◆ **Stored data entries**
^^^^

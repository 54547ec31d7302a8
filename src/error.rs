use thiserror::Error;

/// Errors raised while building sky matrices, intersection matrices and studies.
///
/// Every variant is a caller configuration problem surfaced immediately;
/// nothing in the crate retries.
#[derive(Error, Debug, Clone, PartialEq)]
pub enum RadianceError {
    #[error("analysis hour {hour} is outside the valid range [0, {max}]")]
    InvalidHour { hour: i64, max: usize },

    #[error("dimension mismatch for {what}: expected {expected}, found {found}")]
    DimensionMismatch {
        what: &'static str,
        expected: usize,
        found: usize,
    },

    #[error("projection \"{0}\" is not recognized; choose from Orthographic, Stereographic")]
    UnsupportedProjection(String),

    #[error("invalid geometry: {0}")]
    Geometry(String),

    #[error("invalid parameter: {0}")]
    InvalidParameter(String),
}

pub type Result<T> = std::result::Result<T, RadianceError>;

/// Fail fast when two collections that must line up do not.
pub(crate) fn ensure_len(what: &'static str, expected: usize, found: usize) -> Result<()> {
    if expected != found {
        return Err(RadianceError::DimensionMismatch {
            what,
            expected,
            found,
        });
    }
    Ok(())
}
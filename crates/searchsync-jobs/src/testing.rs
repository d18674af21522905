//! Shared fixtures for unit tests.

use std::sync::Arc;

use searchsync_indexing::{
    ClassDef, DataModel, DocHandle, InMemoryBackend, MemoryStore, RecordData, RecordStore,
    SyncContext,
};
use searchsync_types::{parse_index_definitions, Settings};

pub(crate) const INDEXES: &str = r#"
[main.include_classes.Page.fields]
title = { property = "Title" }
tag_titles = { property = "Tags.Title" }

[main.include_classes.Tag.fields]
title = { property = "Title" }
"#;

pub(crate) struct Fixture {
    pub store: MemoryStore,
    pub backend: Arc<InMemoryBackend>,
    pub ctx: Arc<SyncContext>,
}

pub(crate) fn model() -> DataModel {
    DataModel::new()
        .with_class("Page", ClassDef::new().many_many("Tags", "Tag"))
        .with_class("Tag", ClassDef::new())
}

pub(crate) fn fixture_with(settings: Settings) -> Fixture {
    let store = MemoryStore::new(Arc::new(model()));
    let backend = Arc::new(InMemoryBackend::new("id"));
    let ctx = SyncContext::builder(settings, model())
        .with_definitions(parse_index_definitions(INDEXES).unwrap())
        .with_store(Arc::new(store.clone()))
        .with_backend(backend.clone())
        .build()
        .unwrap();
    Fixture {
        store,
        backend,
        ctx,
    }
}

pub(crate) fn fixture() -> Fixture {
    fixture_with(Settings {
        batch_size: 6,
        ..Settings::default()
    })
}

impl Fixture {
    /// Write pages 1..=n and return their documents.
    pub fn pages(&self, n: u64) -> Vec<DocHandle> {
        for id in 1..=n {
            self.store
                .write(RecordData::new("Page", id).with_field("Title", format!("Page {id}")));
        }
        self.store
            .fetch_page("Page", n as usize, 0)
            .unwrap()
            .into_iter()
            .map(|r| self.ctx.document(r))
            .collect()
    }

    pub fn doc(&self, class: &str, id: u64) -> DocHandle {
        self.ctx
            .document(self.store.fetch_by_id(class, id).unwrap().unwrap())
    }

    pub fn indexed(&self) -> usize {
        self.backend.ids("main").len()
    }
}
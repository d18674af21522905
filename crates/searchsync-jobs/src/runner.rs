//! Synchronous, in-process job runner.

use std::fmt;
use std::sync::Arc;
use std::time::Instant;

use searchsync_indexing::ChunkResult;
use tracing::{error, info};

use crate::error::JobError;
use crate::job::Job;
use crate::registry::{JobRegistry, JobResult};
use crate::state::StepReport;

/// Result of running a job to completion.
#[derive(Debug, Clone, Default)]
pub struct RunSummary {
    pub job_id: String,
    pub title: String,
    /// Every step, in order
    pub steps: Vec<StepReport>,
    /// Indexer counts summed over all steps
    pub totals: ChunkResult,
    pub elapsed_ms: u64,
}

impl RunSummary {
    pub fn step_count(&self) -> usize {
        self.steps.len()
    }
}

impl fmt::Display for RunSummary {
    fn fmt(&self, f: &mut fmt::Formatter<'_>) -> fmt::Result {
        write!(
            f,
            "{}: {} steps, {} added, {} removed, {} skipped in {}ms",
            self.title,
            self.steps.len(),
            self.totals.added,
            self.totals.removed,
            self.totals.skipped,
            self.elapsed_ms
        )
    }
}

/// Runs a job inline: `setup` once, then `process` until complete.
///
/// The first failing step aborts the run; nothing is retried.
#[derive(Default, Clone)]
pub struct SyncRunner {
    registry: Option<Arc<JobRegistry>>,
}

impl SyncRunner {
    pub fn new() -> Self {
        Self::default()
    }

    pub fn with_registry(mut self, registry: Arc<JobRegistry>) -> Self {
        self.registry = Some(registry);
        self
    }

    pub fn run(&self, job: &mut dyn Job) -> Result<RunSummary, JobError> {
        let started = Instant::now();
        let mut summary = RunSummary {
            job_id: job.id().to_string(),
            title: job.title(),
            ..RunSummary::default()
        };
        let kind = job.state().payload.kind();
        if let Some(registry) = &self.registry {
            registry.register(job.id(), &summary.title, kind);
        }

        job.setup()?;
        info!(job = %summary.job_id, title = %summary.title, steps = job.total_steps(), "Running job");

        while !job.is_complete() {
            let step_started = Instant::now();
            if let Some(registry) = &self.registry {
                registry.record_start(job.id());
            }

            let outcome = job.process();
            let duration_ms = step_started.elapsed().as_millis() as u64;
            match outcome {
                Ok(report) => {
                    info!(job = %summary.job_id, "{}", report);
                    if let Some(registry) = &self.registry {
                        registry.record_step(
                            job.id(),
                            job.current_step(),
                            job.total_steps(),
                            JobResult::Success,
                            duration_ms,
                        );
                    }
                    summary.totals.merge(&report.counts);
                    summary.steps.push(report);
                }
                Err(e) => {
                    error!(job = %summary.job_id, error = %e, "Job step failed");
                    if let Some(registry) = &self.registry {
                        registry.record_step(
                            job.id(),
                            job.current_step(),
                            job.total_steps(),
                            JobResult::Failed(e.to_string()),
                            duration_ms,
                        );
                    }
                    return Err(e);
                }
            }
        }

        if let Some(registry) = &self.registry {
            registry.record_complete(job.id());
        }
        summary.elapsed_ms = started.elapsed().as_millis() as u64;
        info!(job = %summary.job_id, "{}", summary);
        Ok(summary)
    }
}

#[cfg(test)]
mod tests {
    use super::*;
    use crate::jobs::{ClearIndexJob, IndexJob};
    use crate::testing::fixture;
    use searchsync_types::IndexMethod;

    #[test]
    fn test_runs_to_completion() {
        let f = fixture();
        let registry = Arc::new(JobRegistry::new());
        let runner = SyncRunner::new().with_registry(registry.clone());

        let mut job = IndexJob::new(f.ctx.clone(), f.pages(20), IndexMethod::Add).unwrap();
        let summary = runner.run(&mut job).unwrap();
        assert_eq!(summary.step_count(), 4);
        assert_eq!(summary.totals.added, 20);
        assert!(summary.to_string().contains("4 steps, 20 added"));

        let status = registry.get_status(job.id()).unwrap();
        assert!(status.is_complete);
        assert_eq!(status.current_step, 4);
        assert_eq!(status.kind, "index");
    }

    #[test]
    fn test_clear_reports_convergence() {
        let f = fixture();
        let runner = SyncRunner::new();
        let mut add = IndexJob::new(f.ctx.clone(), f.pages(20), IndexMethod::Add).unwrap();
        runner.run(&mut add).unwrap();

        let mut clear = ClearIndexJob::new(f.ctx.clone(), "main");
        let summary = runner.run(&mut clear).unwrap();
        let remaining: Vec<u64> = summary
            .steps
            .iter()
            .filter_map(|s| s.clear.map(|c| c.after))
            .collect();
        assert_eq!(remaining, vec![14, 8, 2, 0]);
    }

    #[test]
    fn test_failure_aborts_run() {
        let f = fixture();
        let registry = Arc::new(JobRegistry::new());
        let runner = SyncRunner::new().with_registry(registry.clone());

        let mut job = IndexJob::new(f.ctx.clone(), f.pages(8), IndexMethod::Add).unwrap();
        f.backend.fail_next(1);
        assert!(runner.run(&mut job).is_err());
        assert!(registry.get_status(job.id()).unwrap().is_failed());
        assert_eq!(job.current_step(), 0);
    }
}
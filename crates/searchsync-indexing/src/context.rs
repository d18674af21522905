//! Explicit runtime context shared by every component of a sync run.
//!
//! Instead of a process-wide singleton, settings, the index configuration,
//! the record store, the backend and the extension points are bundled into
//! one [`SyncContext`] and passed around as `Arc<SyncContext>`.

use std::sync::Arc;

use searchsync_types::{IndexDefinitions, Settings};
use tracing::debug;

use crate::backend::{NullBackend, SearchBackend};
use crate::configuration::{IndexConfiguration, IndexFilter, PartitionFilter};
use crate::document::{DeletedDocument, DocHandle, DocumentRef};
use crate::error::IndexingError;
use crate::fetcher::{DocumentFetcher, FetchCreator, FetchCreatorRegistry, RecordFetchCreator};
use crate::hooks::{Hooks, LifecycleHook};
use crate::model::DataModel;
use crate::record::{RecordRef, RecordStore};
use crate::record_document::RecordDocument;
use crate::store::MemoryStore;

/// Everything a document, indexer or job needs at runtime.
pub struct SyncContext {
    settings: Settings,
    configuration: IndexConfiguration,
    store: Arc<dyn RecordStore>,
    backend: Arc<dyn SearchBackend>,
    hooks: Hooks,
    fetchers: FetchCreatorRegistry,
}

impl SyncContext {
    pub fn builder(settings: Settings, model: DataModel) -> SyncContextBuilder {
        SyncContextBuilder::new(settings, model)
    }

    pub fn settings(&self) -> &Settings {
        &self.settings
    }

    pub fn configuration(&self) -> &IndexConfiguration {
        &self.configuration
    }

    pub fn model(&self) -> &DataModel {
        self.configuration.model()
    }

    pub fn store(&self) -> &Arc<dyn RecordStore> {
        &self.store
    }

    pub fn backend(&self) -> &Arc<dyn SearchBackend> {
        &self.backend
    }

    pub fn hooks(&self) -> &Hooks {
        &self.hooks
    }

    pub fn fetchers(&self) -> &FetchCreatorRegistry {
        &self.fetchers
    }

    /// Wrap a record as a document.
    pub fn document(self: &Arc<Self>, record: RecordRef) -> DocHandle {
        Arc::new(RecordDocument::new(self.clone(), record))
    }

    /// Fetcher for `class` from the first creator that applies.
    pub fn fetcher_for(self: &Arc<Self>, class: &str) -> Option<Box<dyn DocumentFetcher>> {
        self.fetchers.fetcher_for(self, class)
    }

    /// Rebuild a document from its serialized reference.
    ///
    /// An explicit snapshot time is tried first. Otherwise the live record is
    /// used, falling back to the latest snapshot for versioned classes when
    /// the reference allows it.
    pub fn resolve_ref(self: &Arc<Self>, reference: &DocumentRef) -> Result<DocHandle, IndexingError> {
        let class = reference.base_class.as_str();
        let id = reference.id;

        if let Some(at) = reference.snapshot_at {
            if let Some(record) = self.store.fetch_snapshot(class, id, Some(at))? {
                return Ok(self.document(record));
            }
        }

        if let Some(record) = self.store.fetch_by_id(class, id)? {
            return Ok(self.document(record));
        }

        if reference.fallback_to_latest_snapshot && self.model().is_versioned(class) {
            if let Some(record) = self.store.fetch_snapshot(class, id, None)? {
                debug!(class, id, "Resolved document from latest snapshot");
                return Ok(self.document(record));
            }
        }

        Err(IndexingError::RecordNotFound {
            class: class.to_string(),
            id,
        })
    }

    /// Resolve a document that is about to be removed.
    ///
    /// Removal must not depend on the record still existing, so a reference
    /// that no longer resolves yields a [`DeletedDocument`] carrying its
    /// identity and routing.
    pub fn resolve_for_removal(
        self: &Arc<Self>,
        reference: &DocumentRef,
    ) -> Result<DocHandle, IndexingError> {
        match self.resolve_ref(reference) {
            Err(IndexingError::RecordNotFound { class, id }) => {
                debug!(class = %class, id, "Record is gone, removing by reference");
                Ok(Arc::new(DeletedDocument::new(reference.clone())))
            }
            other => other,
        }
    }
}

/// Builder for [`SyncContext`].
///
/// Defaults: an empty [`MemoryStore`] over the model, the [`NullBackend`],
/// the [`PartitionFilter`] and the record fetch creator as the last fallback.
pub struct SyncContextBuilder {
    settings: Settings,
    model: Arc<DataModel>,
    definitions: Option<IndexDefinitions>,
    store: Option<Arc<dyn RecordStore>>,
    backend: Option<Arc<dyn SearchBackend>>,
    hooks: Hooks,
    filters: Vec<Box<dyn IndexFilter>>,
    fetch_creators: Vec<Arc<dyn FetchCreator>>,
}

impl SyncContextBuilder {
    pub fn new(settings: Settings, model: DataModel) -> Self {
        Self {
            settings,
            model: Arc::new(model),
            definitions: None,
            store: None,
            backend: None,
            hooks: Hooks::new(),
            filters: vec![Box::new(PartitionFilter)],
            fetch_creators: Vec::new(),
        }
    }

    /// Use these definitions instead of loading `settings.indexes_file`.
    pub fn with_definitions(mut self, definitions: IndexDefinitions) -> Self {
        self.definitions = Some(definitions);
        self
    }

    pub fn with_store(mut self, store: Arc<dyn RecordStore>) -> Self {
        self.store = Some(store);
        self
    }

    pub fn with_backend(mut self, backend: Arc<dyn SearchBackend>) -> Self {
        self.backend = Some(backend);
        self
    }

    pub fn with_hook(mut self, hook: Arc<dyn LifecycleHook>) -> Self {
        self.hooks.register(hook);
        self
    }

    pub fn with_filter(mut self, filter: Box<dyn IndexFilter>) -> Self {
        self.filters.push(filter);
        self
    }

    /// Register a fetch creator ahead of the built-in record fetcher.
    pub fn with_fetch_creator(mut self, creator: Arc<dyn FetchCreator>) -> Self {
        self.fetch_creators.push(creator);
        self
    }

    pub fn build(self) -> Result<Arc<SyncContext>, IndexingError> {
        self.settings.validate()?;
        let definitions = match self.definitions {
            Some(d) => d,
            None => self.settings.index_definitions()?,
        };

        let mut configuration = IndexConfiguration::new(self.model.clone(), definitions);
        for filter in self.filters {
            configuration = configuration.with_filter(filter);
        }
        configuration.validate_identifiers()?;

        let mut fetchers = FetchCreatorRegistry::new();
        for creator in self.fetch_creators {
            fetchers.register(creator);
        }
        fetchers.register(Arc::new(RecordFetchCreator));

        let store = self
            .store
            .unwrap_or_else(|| Arc::new(MemoryStore::new(self.model.clone())));
        let backend = self.backend.unwrap_or_else(|| Arc::new(NullBackend));

        debug!(
            indexes = configuration.index_names().len(),
            backend = backend.name(),
            hooks = self.hooks.len(),
            "Sync context built"
        );

        Ok(Arc::new(SyncContext {
            settings: self.settings,
            configuration,
            store,
            backend,
            hooks: self.hooks,
            fetchers,
        }))
    }
}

^^^^

◆ **DIRECTIONS**
Go through the entries above and say how many lines include the word "hooks". Give the number only.

◆ **FINISHED TASK**
9